I nearly fell out of my chair. The thought that I would not have to do a lapdance for the bank president made me positively giddy.
“What’s the check number?” she asked, fingers poised over the keyboard.
My elation vanished as quickly as it appeared. The check number was on the check, which had been obliterated by me. This was the whole reason I was here.
“Uh, uh, I have no idea,” I stammered, feeling my panic return. “It’s in the bottom of the Jefferson county landfill.” I heard the bells tolling in the distance; they tolled for me.
“Well, let me see if I can find it on your account. There should be a copy.” She tapped away at her keyboard, I poised tensely on the edge of my seat, ready to do whatever she needed me to do, including but not limited to: washing her car; washing her cat; washing her clothes; or even dismembering an old boyfriend. There was nothing I wouldn’t do to get back our cookie money!
“Ah here it is,” she said a few minutes later. “Now I just have to call this company and make sure it hasn’t been cashed and then put a stop payment on it.”
“I’m sure it hasn’t been cashed,” I told her wryly, “unless the rats in the landfill managed to reconstruct it and get it to the bank.”
I left with her assurances that it would all be over soon and she would call me.
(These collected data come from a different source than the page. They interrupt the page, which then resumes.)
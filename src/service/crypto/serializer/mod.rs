//! Parameter serializers for the crypto service.
//!
//! A provider may have several serializers registered at once, one per
//! parameter encoding; selection is purely data-driven by the encoding tag
//! of each request, never negotiated mid-call. Hash and mac operations
//! have separate traits so a deployment can support them with different
//! encoding sets.

use crate::buffer::CallBuffer;
use crate::context_pool::OpHandle;
use crate::error::{RpcError, RpcResult};

pub mod packed;
pub mod postcard;

pub use packed::PackedCryptoSerializer;
pub use postcard::PostcardCryptoSerializer;

/// Request/response codec for the incremental hash operations.
///
/// Deserializers report [`RpcError::InvalidRequestBody`] for anything they
/// cannot parse; serializers report [`RpcError::InvalidResponseBody`] when
/// the response cannot fit the session's buffer.
pub trait HashSerializer: Sync {
    fn deserialize_hash_setup_req(&self, req: &[u8]) -> Result<u32, RpcError>;
    fn serialize_hash_setup_resp(&self, resp: &mut CallBuffer<'_>, op_handle: OpHandle)
        -> RpcResult;
    fn deserialize_hash_update_req<'a>(
        &self,
        req: &'a [u8],
    ) -> Result<(OpHandle, &'a [u8]), RpcError>;
    fn deserialize_hash_finish_req(&self, req: &[u8]) -> Result<OpHandle, RpcError>;
    fn serialize_hash_finish_resp(&self, resp: &mut CallBuffer<'_>, digest: &[u8]) -> RpcResult;
    fn deserialize_hash_abort_req(&self, req: &[u8]) -> Result<OpHandle, RpcError>;
}

/// Request/response codec for the keyed MAC operations.
pub trait MacSerializer: Sync {
    fn deserialize_mac_setup_req<'a>(&self, req: &'a [u8])
        -> Result<(u32, &'a [u8]), RpcError>;
    fn serialize_mac_setup_resp(&self, resp: &mut CallBuffer<'_>, op_handle: OpHandle)
        -> RpcResult;
    fn deserialize_mac_update_req<'a>(
        &self,
        req: &'a [u8],
    ) -> Result<(OpHandle, &'a [u8]), RpcError>;
    fn deserialize_mac_sign_req(&self, req: &[u8]) -> Result<OpHandle, RpcError>;
    fn serialize_mac_sign_resp(&self, resp: &mut CallBuffer<'_>, tag: &[u8]) -> RpcResult;
    fn deserialize_mac_abort_req(&self, req: &[u8]) -> Result<OpHandle, RpcError>;
}
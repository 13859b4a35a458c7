//! Message transports: the byte-moving collaborator contract and the call
//! envelope shared by every such transport.
//!
//! Inter-partition messaging, mm-communicate and device-ioctl transports
//! all look the same to the core: a [`Transport`] delivers one opaque
//! request frame and blocks for one response frame. The envelope carried
//! inside those frames is fixed here, so neither dispatch nor the codecs
//! know which transport is in use.
//!
//! Frame layout, little-endian:
//!
//! ```text
//! request:   opcode u32 | encoding u32 | payload_len u32 | payload
//! response:  rpc_status i32 | op_status i32 | flags u32 | payload_len u32 | payload
//! ```
//!
//! The caller id is deliberately absent from the request frame. The
//! endpoint side of the transport assigns it per session, so a calling
//! domain cannot impersonate another session by forging envelope bytes.

use log::warn;

use crate::buffer::CallBuffer;
use crate::call::CallRequest;
use crate::caller::{CallHandle, CallOutcome, CallerError, RpcCaller, Transaction};
use crate::endpoint::CallEndpoint;
use crate::error::RpcError;

/// Request frame header: opcode, encoding, payload length.
pub const REQ_HDR_LEN: usize = 12;

/// Response frame header: rpc status, op status, flags, payload length.
pub const RESP_HDR_LEN: usize = 16;

/// Response flag bit: the op_status field holds a value set by a handler.
pub const RESP_FLAG_OP_STATUS: u32 = 1;

/// Fixed payload capacity of a message session, each direction.
pub const MSG_PAYLOAD_SIZE: usize = 4096;

const TX_SIZE: usize = REQ_HDR_LEN + MSG_PAYLOAD_SIZE;
const RX_SIZE: usize = RESP_HDR_LEN + MSG_PAYLOAD_SIZE;

// ── Transport contract ────────────────────────────────────────

/// What the core requires from a concrete transport. Opening a session is
/// construction; addressing stays inside the implementation.
pub trait Transport {
    /// Deliver `request` and block until a response frame arrives in
    /// `response`. Returns the response length. Failures use the fixed
    /// status enumeration verbatim; they are fatal for the session.
    fn send_and_wait(&mut self, request: &[u8], response: &mut [u8]) -> Result<usize, RpcError>;

    /// Release transport resources. Implementations also close on drop.
    fn close(&mut self) {}
}

/// A transport with no peer: discards requests and reports
/// [`RpcError::NotReady`]. Useful as a default when no provider is wired.
pub struct NullTransport;

impl Transport for NullTransport {
    fn send_and_wait(&mut self, _request: &[u8], _response: &mut [u8]) -> Result<usize, RpcError> {
        Err(RpcError::NotReady)
    }
}

// ── Client side ───────────────────────────────────────────────

/// An [`RpcCaller`] over any [`Transport`].
///
/// The request payload is written in place directly behind the frame
/// header, so invoking costs no payload copy on the send path.
pub struct MsgCaller<T: Transport> {
    transport: T,
    encoding: u32,
    txn: Transaction,
    tx: [u8; TX_SIZE],
    rx: [u8; RX_SIZE],
    resp_len: usize,
    op_status: Option<i32>,
}

impl<T: Transport> MsgCaller<T> {
    /// Open a session over `transport` using `encoding` for the whole
    /// session's parameters.
    pub fn new(transport: T, encoding: u32) -> Self {
        Self {
            transport,
            encoding,
            txn: Transaction::new(),
            tx: [0; TX_SIZE],
            rx: [0; RX_SIZE],
            resp_len: 0,
            op_status: None,
        }
    }

    /// Close the underlying transport and consume the session.
    pub fn close(mut self) {
        self.transport.close();
    }

    fn parse_response(&mut self) -> Result<(), CallerError> {
        let frame = &self.rx[..self.resp_len];
        if frame.len() < RESP_HDR_LEN {
            return Err(CallerError::Transport(RpcError::InvalidResponseBody));
        }

        let rpc_status = i32::from_le_bytes(frame[0..4].try_into().unwrap_or([0; 4]));
        let op_status = i32::from_le_bytes(frame[4..8].try_into().unwrap_or([0; 4]));
        let flags = u32::from_le_bytes(frame[8..12].try_into().unwrap_or([0; 4]));
        let payload_len = u32::from_le_bytes(frame[12..16].try_into().unwrap_or([0; 4])) as usize;

        if payload_len > frame.len() - RESP_HDR_LEN {
            return Err(CallerError::Transport(RpcError::InvalidResponseBody));
        }

        if let Some(err) = RpcError::from_code(rpc_status) {
            return Err(CallerError::Transport(err));
        }

        self.op_status = (flags & RESP_FLAG_OP_STATUS != 0).then_some(op_status);
        self.resp_len = RESP_HDR_LEN + payload_len;
        Ok(())
    }
}

impl<T: Transport> RpcCaller for MsgCaller<T> {
    fn begin(&mut self, req_len: usize) -> Result<(CallHandle, &mut [u8]), CallerError> {
        let handle = self.txn.begin(req_len, MSG_PAYLOAD_SIZE)?;
        Ok((handle, &mut self.tx[REQ_HDR_LEN..REQ_HDR_LEN + req_len]))
    }

    fn invoke(&mut self, handle: CallHandle, opcode: u32) -> Result<CallOutcome<'_>, CallerError> {
        let req_len = self.txn.take_for_invoke(handle)?;

        self.tx[0..4].copy_from_slice(&opcode.to_le_bytes());
        self.tx[4..8].copy_from_slice(&self.encoding.to_le_bytes());
        self.tx[8..12].copy_from_slice(&(req_len as u32).to_le_bytes());

        self.op_status = None;
        let n = self
            .transport
            .send_and_wait(&self.tx[..REQ_HDR_LEN + req_len], &mut self.rx)
            .map_err(CallerError::Transport)?;
        // A transport reporting more bytes than the frame it was given is
        // itself malformed.
        if n > self.rx.len() {
            return Err(CallerError::Transport(RpcError::InvalidResponseBody));
        }
        self.resp_len = n;
        self.parse_response()?;

        Ok(CallOutcome {
            op_status: self.op_status,
            response: &self.rx[RESP_HDR_LEN..self.resp_len],
        })
    }

    fn end(&mut self, handle: CallHandle) {
        self.txn.end(handle);
        self.resp_len = 0;
        self.op_status = None;
    }

    fn encoding(&self) -> u32 {
        self.encoding
    }
}

// ── Endpoint side ─────────────────────────────────────────────

/// Server-side adapter: parses request frames arriving over a message
/// transport, dispatches them into a [`CallEndpoint`] and produces the
/// response frame.
///
/// The transport hands in the session's caller id together with each
/// frame; nothing inside the frame can override it.
pub struct MsgEndpoint<E: CallEndpoint> {
    endpoint: E,
    req_storage: [u8; MSG_PAYLOAD_SIZE],
    resp_storage: [u8; MSG_PAYLOAD_SIZE],
}

impl<E: CallEndpoint> MsgEndpoint<E> {
    pub fn new(endpoint: E) -> Self {
        Self {
            endpoint,
            req_storage: [0; MSG_PAYLOAD_SIZE],
            resp_storage: [0; MSG_PAYLOAD_SIZE],
        }
    }

    pub fn endpoint(&mut self) -> &mut E {
        &mut self.endpoint
    }

    /// Handle one request frame for the session identified by
    /// `caller_id`; the response frame is written into `out`.
    /// Returns the number of bytes written (0 only if `out` cannot even
    /// hold a response header).
    pub fn handle(&mut self, caller_id: u32, frame: &[u8], out: &mut [u8]) -> usize {
        let Some((opcode, encoding, payload)) = parse_request(frame) else {
            warn!("rpc[{caller_id}]: malformed request frame ({} bytes)", frame.len());
            return write_response(out, Err(RpcError::InvalidRequestBody), None, &[]);
        };

        self.req_storage[..payload.len()].copy_from_slice(payload);
        let Ok(request) = CallBuffer::full(&mut self.req_storage, payload.len()) else {
            return write_response(out, Err(RpcError::InvalidRequestBody), None, &[]);
        };
        let response = CallBuffer::empty(&mut self.resp_storage);

        let mut req = CallRequest::new(caller_id, opcode, encoding, request, response);
        let status = self.endpoint.receive(&mut req);
        let op_status = req.op_status;
        let resp_used = req.response.used();
        drop(req);

        write_response(out, status, op_status, &self.resp_storage[..resp_used])
    }
}

fn parse_request(frame: &[u8]) -> Option<(u32, u32, &[u8])> {
    if frame.len() < REQ_HDR_LEN {
        return None;
    }
    let opcode = u32::from_le_bytes(frame[0..4].try_into().ok()?);
    let encoding = u32::from_le_bytes(frame[4..8].try_into().ok()?);
    let payload_len = u32::from_le_bytes(frame[8..12].try_into().ok()?) as usize;

    if payload_len > MSG_PAYLOAD_SIZE || payload_len != frame.len() - REQ_HDR_LEN {
        return None;
    }
    Some((opcode, encoding, &frame[REQ_HDR_LEN..]))
}

fn write_response(
    out: &mut [u8],
    status: Result<(), RpcError>,
    op_status: Option<i32>,
    payload: &[u8],
) -> usize {
    if out.len() < RESP_HDR_LEN {
        return 0;
    }

    // A payload that cannot fit the destination frame degrades the call
    // to a response-body failure rather than truncating silently.
    let (status, payload) = if RESP_HDR_LEN + payload.len() > out.len() {
        (Err(RpcError::InvalidResponseBody), &[][..])
    } else {
        (status, payload)
    };

    let code = RpcError::status_code(status);
    let flags = if op_status.is_some() { RESP_FLAG_OP_STATUS } else { 0 };

    out[0..4].copy_from_slice(&code.to_le_bytes());
    out[4..8].copy_from_slice(&op_status.unwrap_or(0).to_le_bytes());
    out[8..12].copy_from_slice(&flags.to_le_bytes());
    out[12..16].copy_from_slice(&(payload.len() as u32).to_le_bytes());
    out[RESP_HDR_LEN..RESP_HDR_LEN + payload.len()].copy_from_slice(payload);

    RESP_HDR_LEN + payload.len()
}
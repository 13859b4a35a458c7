//! Service providers built on the RPC core.
//!
//! Each provider is a [`crate::endpoint::CallEndpoint`] with a static
//! dispatch table and, where the service needs multi-step operations, a
//! bounded context pool. Providers compose through
//! [`crate::endpoint::EndpointChain`]; the discovery provider is chained
//! in front of every deployed service so session setup looks the same
//! everywhere.

pub mod crypto;
pub mod discovery;
pub mod status;
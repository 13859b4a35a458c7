//! Fuzz target: TLV stream decoding.
//!
//! Arbitrary bytes are what a compromised peer puts in a shared buffer,
//! so the decoder must be total: no panics, no record pointing outside
//! the input, and at most one error before the stream is poisoned.
//!
//! cargo fuzz run fuzz_tlv_decode

#![no_main]

use libfuzzer_sys::fuzz_target;
use trustgate::tlv::{tlv_find, TlvIter};

fuzz_target!(|data: &[u8]| {
    let mut errors = 0;
    for record in TlvIter::new(data) {
        match record {
            Ok(r) => {
                let base = data.as_ptr() as usize;
                let start = r.value.as_ptr() as usize;
                assert!(start >= base && start + r.value.len() <= base + data.len());
            }
            Err(_) => errors += 1,
        }
    }
    assert!(errors <= 1, "a malformed stream must fail at most once");

    // Search must agree with iteration on stream validity.
    let _ = tlv_find(data, 1);
});
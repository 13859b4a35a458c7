//! Call endpoints and opcode dispatch.
//!
//! A [`CallEndpoint`] receives one [`CallRequest`] at a time and returns a
//! transport status. Service providers implement it by delegating to a
//! [`DispatchTable`]: a static, immutable mapping from opcode to handler
//! function, built at provider construction and searched linearly (tables
//! are small, typically well under twenty entries).
//!
//! Providers compose through [`EndpointChain`]: opcodes the primary
//! endpoint does not recognise fall through to a successor, so a base
//! service can be layered under a richer one without duplicating the
//! dispatch loop.

use log::warn;

use crate::call::CallRequest;
use crate::error::{RpcError, RpcResult};

/// Receives call requests. Providers run single-threaded to completion
/// per request; the `&mut self` receiver encodes that.
pub trait CallEndpoint {
    fn receive(&mut self, req: &mut CallRequest<'_>) -> RpcResult;
}

// ── Dispatch table ────────────────────────────────────────────

/// One opcode-to-handler mapping for provider type `P`.
pub struct ServiceHandler<P> {
    pub opcode: u32,
    pub invoke: fn(&mut P, &mut CallRequest<'_>) -> RpcResult,
}

/// Static handler table for provider type `P`. Fixed at construction,
/// never mutated.
pub struct DispatchTable<P: 'static> {
    handlers: &'static [ServiceHandler<P>],
}

impl<P> DispatchTable<P> {
    pub const fn new(handlers: &'static [ServiceHandler<P>]) -> Self {
        Self { handlers }
    }

    /// Look up the request's opcode and invoke its handler exactly once.
    ///
    /// No match: transport status [`RpcError::InvalidOpcode`]; the
    /// request's operation status is left untouched.
    pub fn dispatch(&self, provider: &mut P, req: &mut CallRequest<'_>) -> RpcResult {
        let Some(handler) = self.handlers.iter().find(|h| h.opcode == req.opcode) else {
            warn!(
                "rpc[{}]: no handler for opcode {:#06x}",
                req.caller_id, req.opcode
            );
            return Err(RpcError::InvalidOpcode);
        };

        (handler.invoke)(provider, req)
    }
}

// ── Endpoint composition ──────────────────────────────────────

/// Chains two endpoints: `InvalidOpcode` misses from `primary` are
/// forwarded to `next`; every other outcome is final.
pub struct EndpointChain<A, B> {
    primary: A,
    next: B,
}

impl<A: CallEndpoint, B: CallEndpoint> EndpointChain<A, B> {
    pub fn new(primary: A, next: B) -> Self {
        Self { primary, next }
    }

    pub fn primary(&mut self) -> &mut A {
        &mut self.primary
    }

    pub fn next(&mut self) -> &mut B {
        &mut self.next
    }
}

impl<A: CallEndpoint, B: CallEndpoint> CallEndpoint for EndpointChain<A, B> {
    fn receive(&mut self, req: &mut CallRequest<'_>) -> RpcResult {
        match self.primary.receive(req) {
            Err(RpcError::InvalidOpcode) => self.next.receive(req),
            other => other,
        }
    }
}
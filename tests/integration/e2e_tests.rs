//! End-to-end call scenarios over both bundled caller types.

use trustgate::call::ENCODING_PACKED;
use trustgate::caller::{CallerError, RpcCaller};
use trustgate::direct::DirectCaller;
use trustgate::error::RpcError;
use trustgate::tlv::{tlv_find, tlv_required_space, TlvWriter};
use trustgate::transport::{MsgCaller, MsgEndpoint, Transport};

use crate::mock_provider::{EchoProvider, OPCODE_ECHO, TAG_REQ, TAG_RESP};

#[test]
fn echo_scenario_over_direct_caller() {
    let mut provider = EchoProvider::new();
    let mut caller = DirectCaller::new(&mut provider, 1, ENCODING_PACKED);

    // Size the request before claiming the buffer.
    let need = tlv_required_space(5);
    assert!(need <= 64);

    let (handle, buf) = caller.begin(64).unwrap();
    let mut writer = TlvWriter::new(buf);
    writer.put(TAG_REQ, b"hello").unwrap();
    let _ = writer.finish();

    let outcome = caller.invoke(handle, OPCODE_ECHO).unwrap();
    assert_eq!(outcome.op_status, Some(0));
    let echoed = tlv_find(outcome.response, TAG_RESP).unwrap().unwrap();
    assert_eq!(echoed, b"hello");

    caller.end(handle);
    assert_eq!(provider.calls, 1);
}

#[test]
fn unknown_opcode_is_surfaced_as_transport_error() {
    let mut provider = EchoProvider::new();
    let mut caller = DirectCaller::new(&mut provider, 1, ENCODING_PACKED);

    let (handle, buf) = caller.begin(16).unwrap();
    let mut writer = TlvWriter::new(buf);
    writer.put(TAG_REQ, b"x").unwrap();
    let _ = writer.finish();

    assert!(matches!(
        caller.invoke(handle, 0x7777),
        Err(CallerError::Transport(RpcError::InvalidOpcode))
    ));
    caller.end(handle);
    assert_eq!(provider.calls, 0);
}

// ── Message transport ─────────────────────────────────────────

/// Test transport: delivers every frame straight into a server-side
/// endpoint adapter, the way an inter-partition mailbox would.
struct PartitionLink {
    endpoint: MsgEndpoint<EchoProvider>,
    caller_id: u32,
}

impl Transport for PartitionLink {
    fn send_and_wait(&mut self, request: &[u8], response: &mut [u8]) -> Result<usize, RpcError> {
        let n = self.endpoint.handle(self.caller_id, request, response);
        if n == 0 {
            return Err(RpcError::Internal);
        }
        Ok(n)
    }
}

#[test]
fn echo_scenario_over_message_transport() {
    let link = PartitionLink {
        endpoint: MsgEndpoint::new(EchoProvider::new()),
        caller_id: 5,
    };
    let mut caller = MsgCaller::new(link, ENCODING_PACKED);

    let need = tlv_required_space(5);
    let (handle, buf) = caller.begin(need).unwrap();
    let mut writer = TlvWriter::new(buf);
    writer.put(TAG_REQ, b"hello").unwrap();
    let _ = writer.finish();

    let outcome = caller.invoke(handle, OPCODE_ECHO).unwrap();
    assert_eq!(outcome.op_status, Some(0));
    let echoed = tlv_find(outcome.response, TAG_RESP).unwrap().unwrap();
    assert_eq!(echoed, b"hello");
    caller.end(handle);

    // The session can be reused for a second call.
    let (handle, buf) = caller.begin(need).unwrap();
    let mut writer = TlvWriter::new(buf);
    writer.put(TAG_REQ, b"again").unwrap();
    let _ = writer.finish();
    let outcome = caller.invoke(handle, OPCODE_ECHO).unwrap();
    assert_eq!(
        tlv_find(outcome.response, TAG_RESP).unwrap().unwrap(),
        b"again"
    );
    caller.end(handle);
}

#[test]
fn parse_failure_reaches_the_caller_as_invalid_request_body() {
    let link = PartitionLink {
        endpoint: MsgEndpoint::new(EchoProvider::new()),
        caller_id: 5,
    };
    let mut caller = MsgCaller::new(link, ENCODING_PACKED);

    // No TLV record at all: the provider cannot parse its parameters.
    let (handle, _) = caller.begin(0).unwrap();
    assert!(matches!(
        caller.invoke(handle, OPCODE_ECHO),
        Err(CallerError::Transport(RpcError::InvalidRequestBody))
    ));
    caller.end(handle);
}

/// Chained endpoints stay chained across a message transport: the same
/// frame reaches whichever provider recognises the opcode.
#[test]
fn direct_and_message_callers_agree_on_the_wire_result() {
    let mut direct_provider = EchoProvider::new();
    let mut direct = DirectCaller::new(&mut direct_provider, 1, ENCODING_PACKED);

    let link = PartitionLink {
        endpoint: MsgEndpoint::new(EchoProvider::new()),
        caller_id: 1,
    };
    let mut message = MsgCaller::new(link, ENCODING_PACKED);

    let payload = b"same bytes";
    let mut results = Vec::new();
    let callers: [&mut dyn RpcCaller; 2] = [&mut direct, &mut message];
    for caller in callers {
        let (handle, buf) = caller.begin(tlv_required_space(payload.len())).unwrap();
        let mut writer = TlvWriter::new(buf);
        writer.put(TAG_REQ, payload).unwrap();
        let _ = writer.finish();

        let outcome = caller.invoke(handle, OPCODE_ECHO).unwrap();
        results.push((
            outcome.op_status,
            tlv_find(outcome.response, TAG_RESP).unwrap().unwrap().to_vec(),
        ));
        caller.end(handle);
    }

    assert_eq!(results[0], results[1]);
}
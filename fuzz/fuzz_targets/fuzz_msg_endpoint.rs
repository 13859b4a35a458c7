//! Fuzz target: message-transport endpoint adapter.
//!
//! Feeds arbitrary request frames into a `MsgEndpoint` fronting the
//! crypto provider and checks the response-frame invariants: a response
//! header always comes back, its status code is from the fixed
//! enumeration, and the declared payload never exceeds what was written.
//!
//! cargo fuzz run fuzz_msg_endpoint

#![no_main]

use libfuzzer_sys::fuzz_target;
use trustgate::call::{ENCODING_PACKED, ENCODING_POSTCARD};
use trustgate::service::crypto::serializer::{PackedCryptoSerializer, PostcardCryptoSerializer};
use trustgate::service::crypto::CryptoProvider;
use trustgate::transport::{MsgEndpoint, RESP_HDR_LEN};

fuzz_target!(|data: &[u8]| {
    let mut provider = CryptoProvider::new();
    provider.register_hash_serializer(ENCODING_PACKED, &PackedCryptoSerializer);
    provider.register_hash_serializer(ENCODING_POSTCARD, &PostcardCryptoSerializer);
    provider.register_mac_serializer(ENCODING_PACKED, &PackedCryptoSerializer);
    let mut endpoint = MsgEndpoint::new(provider);

    let mut out = [0u8; 4096 + RESP_HDR_LEN];
    let written = endpoint.handle(1, data, &mut out);

    assert!(written >= RESP_HDR_LEN && written <= out.len());
    let code = i32::from_le_bytes(out[0..4].try_into().unwrap());
    assert!((-10..=0).contains(&code), "status escaped the enumeration");
    let payload_len = u32::from_le_bytes(out[12..16].try_into().unwrap()) as usize;
    assert_eq!(RESP_HDR_LEN + payload_len, written);
});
I went off to lunch with Teensy and Wendi, with my cell phone in hand, waiting for her call. I had a perfectly dreadful lunch which I then got free, with a complimentary piece of roulage thrown in for appeasement. But still, no call.
Finally, I called her when I got home. “Oh, didn’t you get my message?” she asked. “I just left you one on your cell. The check should be ready either tomorrow or Monday.”
So all’s well that ends well. We will get our money back and I won’t have to get a job to pay back the cookie money. I feel a bit like a government official, minus the bad hair and the sleazy love interest. And, unlike government officials, I usually don’t make the same mistake twice. Certainly, now I know NEVER to throw away a cashier’s check! Lesson learned!! Thank you for all your kind comments and support.